Check each line of the listing for the string "tracing", then state how many lines have it. Only the number is wanted.

Data for analysis: Begin

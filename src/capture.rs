//! Single-utterance speech capture adapter over a platform recognition seam.
//!
//! The host platform's recognizer sits behind [`RecognitionBackend`] so the
//! adapter works the same whether speech comes from a system recognizer, a
//! typed-transcript stand-in, or a scripted test double. Capability detection
//! happens once at construction: a missing backend is a permanent Unsupported
//! status, never a per-call failure.
//!
//! Events flow through a bounded channel and are consumed by the same
//! cooperative loop that started the capture; the adapter owns the listening
//! state and updates it as terminal events are drained.

use anyhow::Result;
use crossbeam_channel::{bounded, Receiver, Sender, TrySendError};
use serde::{Deserialize, Serialize};

const CAPTURE_EVENT_CHANNEL_CAPACITY: usize = 8;

/// Adapter-owned listening state; read-only to consumers.
#[derive(Debug, Clone, Copy, PartialEq, Eq, Default)]
pub enum ListeningState {
    #[default]
    Idle,
    Listening,
}

/// Terminal failure kinds surfaced to the user. A transcript that matches no
/// rule is not one of these; the interpreter handles that branch itself.
#[derive(Debug, Clone, PartialEq, Eq, thiserror::Error, Serialize, Deserialize)]
#[serde(rename_all = "snake_case")]
pub enum CaptureError {
    /// The platform exposes no speech recognition capability.
    #[error("speech recognition is not supported on this device")]
    Unsupported,
    /// The platform reported that microphone access was refused.
    #[error("microphone access denied")]
    PermissionDenied,
    /// Any other platform-reported recognition failure (no speech detected,
    /// network error, audio device trouble). Carries the platform's code.
    #[error("could not understand: {0}")]
    NotUnderstood(String),
}

/// Events a capture session delivers, in order: `Started`, then at most one
/// `Transcript` or `Failed`, then `Ended`.
#[derive(Debug, Clone, PartialEq, Eq)]
pub enum CaptureEvent {
    Started,
    /// Top transcript candidate for the finished utterance.
    Transcript(String),
    Failed(CaptureError),
    Ended,
}

/// Platform recognition capability seam.
///
/// `begin_utterance` must return immediately; results arrive later on the
/// provided sender. Implementations deliver at most one `Transcript` or one
/// `Failed` per utterance, followed by `Ended`. `abort` is best-effort: the
/// platform may still deliver a result or error after it is called.
pub trait RecognitionBackend {
    fn begin_utterance(&mut self, lang: &str, events: Sender<CaptureEvent>) -> Result<()>;
    fn abort(&mut self);
}

/// Start/stop wrapper that owns the listening state for one microphone.
///
/// Construct with `None` when the capability probe found no recognizer; the
/// adapter then reports [`CaptureError::Unsupported`] through the event path
/// instead of failing construction.
pub struct SpeechCapture<B> {
    backend: Option<B>,
    lang: String,
    state: ListeningState,
    event_tx: Sender<CaptureEvent>,
    event_rx: Receiver<CaptureEvent>,
}

impl<B: RecognitionBackend> SpeechCapture<B> {
    pub fn new(backend: Option<B>, lang: impl Into<String>) -> Self {
        let (event_tx, event_rx) = bounded(CAPTURE_EVENT_CHANNEL_CAPACITY);
        Self {
            backend,
            lang: lang.into(),
            state: ListeningState::Idle,
            event_tx,
            event_rx,
        }
    }

    pub fn is_supported(&self) -> bool {
        self.backend.is_some()
    }

    pub fn state(&self) -> ListeningState {
        self.state
    }

    /// Begin a single-utterance capture.
    ///
    /// From Idle this transitions to Listening and asks the backend for the
    /// microphone. A second start while Listening is ignored; starting is
    /// only meaningful from Idle. Without a backend this is a no-op that
    /// reports Unsupported through the event path.
    pub fn start(&mut self) {
        if self.state == ListeningState::Listening {
            tracing::debug!("capture start ignored: already listening");
            return;
        }
        if self.backend.is_none() {
            self.push_event(CaptureEvent::Failed(CaptureError::Unsupported));
            self.push_event(CaptureEvent::Ended);
            return;
        }
        self.state = ListeningState::Listening;
        self.push_event(CaptureEvent::Started);
        let events = self.event_tx.clone();
        let begun = match self.backend.as_mut() {
            Some(backend) => backend.begin_utterance(&self.lang, events),
            None => Ok(()),
        };
        if let Err(err) = begun {
            tracing::debug!("recognition backend failed to start: {err:#}");
            self.state = ListeningState::Idle;
            self.push_event(CaptureEvent::Failed(CaptureError::NotUnderstood(format!(
                "{err:#}"
            ))));
            self.push_event(CaptureEvent::Ended);
        }
    }

    /// Force an early end. Best-effort: the platform may still deliver a
    /// result or error event that was already in flight.
    pub fn stop(&mut self) {
        if self.state != ListeningState::Listening {
            return;
        }
        if let Some(backend) = self.backend.as_mut() {
            backend.abort();
        }
        self.state = ListeningState::Idle;
    }

    /// Drain the next pending capture event, updating the listening state.
    ///
    /// Terminal events (`Transcript`, `Failed`, `Ended`) return the adapter
    /// to Idle so the next `start()` is meaningful again.
    pub fn try_event(&mut self) -> Option<CaptureEvent> {
        let event = self.event_rx.try_recv().ok()?;
        match &event {
            // Listening was already entered synchronously in start().
            CaptureEvent::Started => {}
            CaptureEvent::Transcript(_) | CaptureEvent::Failed(_) | CaptureEvent::Ended => {
                self.state = ListeningState::Idle;
            }
        }
        Some(event)
    }

    fn push_event(&self, event: CaptureEvent) {
        match self.event_tx.try_send(event) {
            Ok(()) => {}
            Err(TrySendError::Full(event)) => {
                tracing::debug!("capture event dropped: queue full ({event:?})");
            }
            Err(TrySendError::Disconnected(_)) => {}
        }
    }
}

#[cfg(test)]
mod tests {
    use super::*;

    /// Backend double that resolves an utterance the moment it begins.
    struct ScriptedBackend {
        outcome: Option<Result<String, CaptureError>>,
        aborted: bool,
    }

    impl ScriptedBackend {
        fn transcript(text: &str) -> Self {
            Self {
                outcome: Some(Ok(text.to_string())),
                aborted: false,
            }
        }

        fn failure(error: CaptureError) -> Self {
            Self {
                outcome: Some(Err(error)),
                aborted: false,
            }
        }
    }

    impl RecognitionBackend for ScriptedBackend {
        fn begin_utterance(&mut self, _lang: &str, events: Sender<CaptureEvent>) -> Result<()> {
            match self.outcome.take() {
                Some(Ok(text)) => events.send(CaptureEvent::Transcript(text))?,
                Some(Err(error)) => events.send(CaptureEvent::Failed(error))?,
                None => {}
            }
            events.send(CaptureEvent::Ended)?;
            Ok(())
        }

        fn abort(&mut self) {
            self.aborted = true;
        }
    }

    fn drain(capture: &mut SpeechCapture<ScriptedBackend>) -> Vec<CaptureEvent> {
        let mut events = Vec::new();
        while let Some(event) = capture.try_event() {
            events.push(event);
        }
        events
    }

    #[test]
    fn successful_utterance_delivers_one_transcript_and_returns_to_idle() {
        let mut capture =
            SpeechCapture::new(Some(ScriptedBackend::transcript("go home")), "en-US");
        assert_eq!(capture.state(), ListeningState::Idle);

        capture.start();
        assert_eq!(capture.state(), ListeningState::Listening);

        let events = drain(&mut capture);
        assert_eq!(
            events,
            vec![
                CaptureEvent::Started,
                CaptureEvent::Transcript("go home".to_string()),
                CaptureEvent::Ended,
            ]
        );
        assert_eq!(capture.state(), ListeningState::Idle);
    }

    #[test]
    fn missing_backend_reports_unsupported_and_stays_idle() {
        let mut capture = SpeechCapture::<ScriptedBackend>::new(None, "en-US");
        assert!(!capture.is_supported());

        capture.start();
        assert_eq!(capture.state(), ListeningState::Idle);

        let events = drain(&mut capture);
        assert_eq!(
            events,
            vec![
                CaptureEvent::Failed(CaptureError::Unsupported),
                CaptureEvent::Ended,
            ]
        );
        assert_eq!(capture.state(), ListeningState::Idle);
    }

    #[test]
    fn second_start_while_listening_is_ignored() {
        let mut capture = SpeechCapture::new(Some(ScriptedBackend::transcript("hi")), "en-US");
        capture.start();
        capture.start();

        let events = drain(&mut capture);
        let started = events
            .iter()
            .filter(|event| matches!(event, CaptureEvent::Started))
            .count();
        assert_eq!(started, 1);
    }

    #[test]
    fn platform_error_resets_to_idle_without_retry() {
        let mut capture = SpeechCapture::new(
            Some(ScriptedBackend::failure(CaptureError::PermissionDenied)),
            "en-US",
        );
        capture.start();

        let events = drain(&mut capture);
        assert!(events.contains(&CaptureEvent::Failed(CaptureError::PermissionDenied)));
        assert_eq!(capture.state(), ListeningState::Idle);
    }

    #[test]
    fn stop_aborts_the_backend_and_goes_idle() {
        let mut capture = SpeechCapture::new(Some(ScriptedBackend::transcript("hi")), "en-US");
        capture.start();
        capture.stop();
        assert_eq!(capture.state(), ListeningState::Idle);
        assert!(capture.backend.as_ref().is_some_and(|b| b.aborted));
    }

    #[test]
    fn stop_while_idle_is_a_no_op() {
        let mut capture = SpeechCapture::new(Some(ScriptedBackend::transcript("hi")), "en-US");
        capture.stop();
        assert_eq!(capture.state(), ListeningState::Idle);
        assert!(capture.backend.as_ref().is_some_and(|b| !b.aborted));
    }
}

Data for analysis: End

_Answer to this task:_
3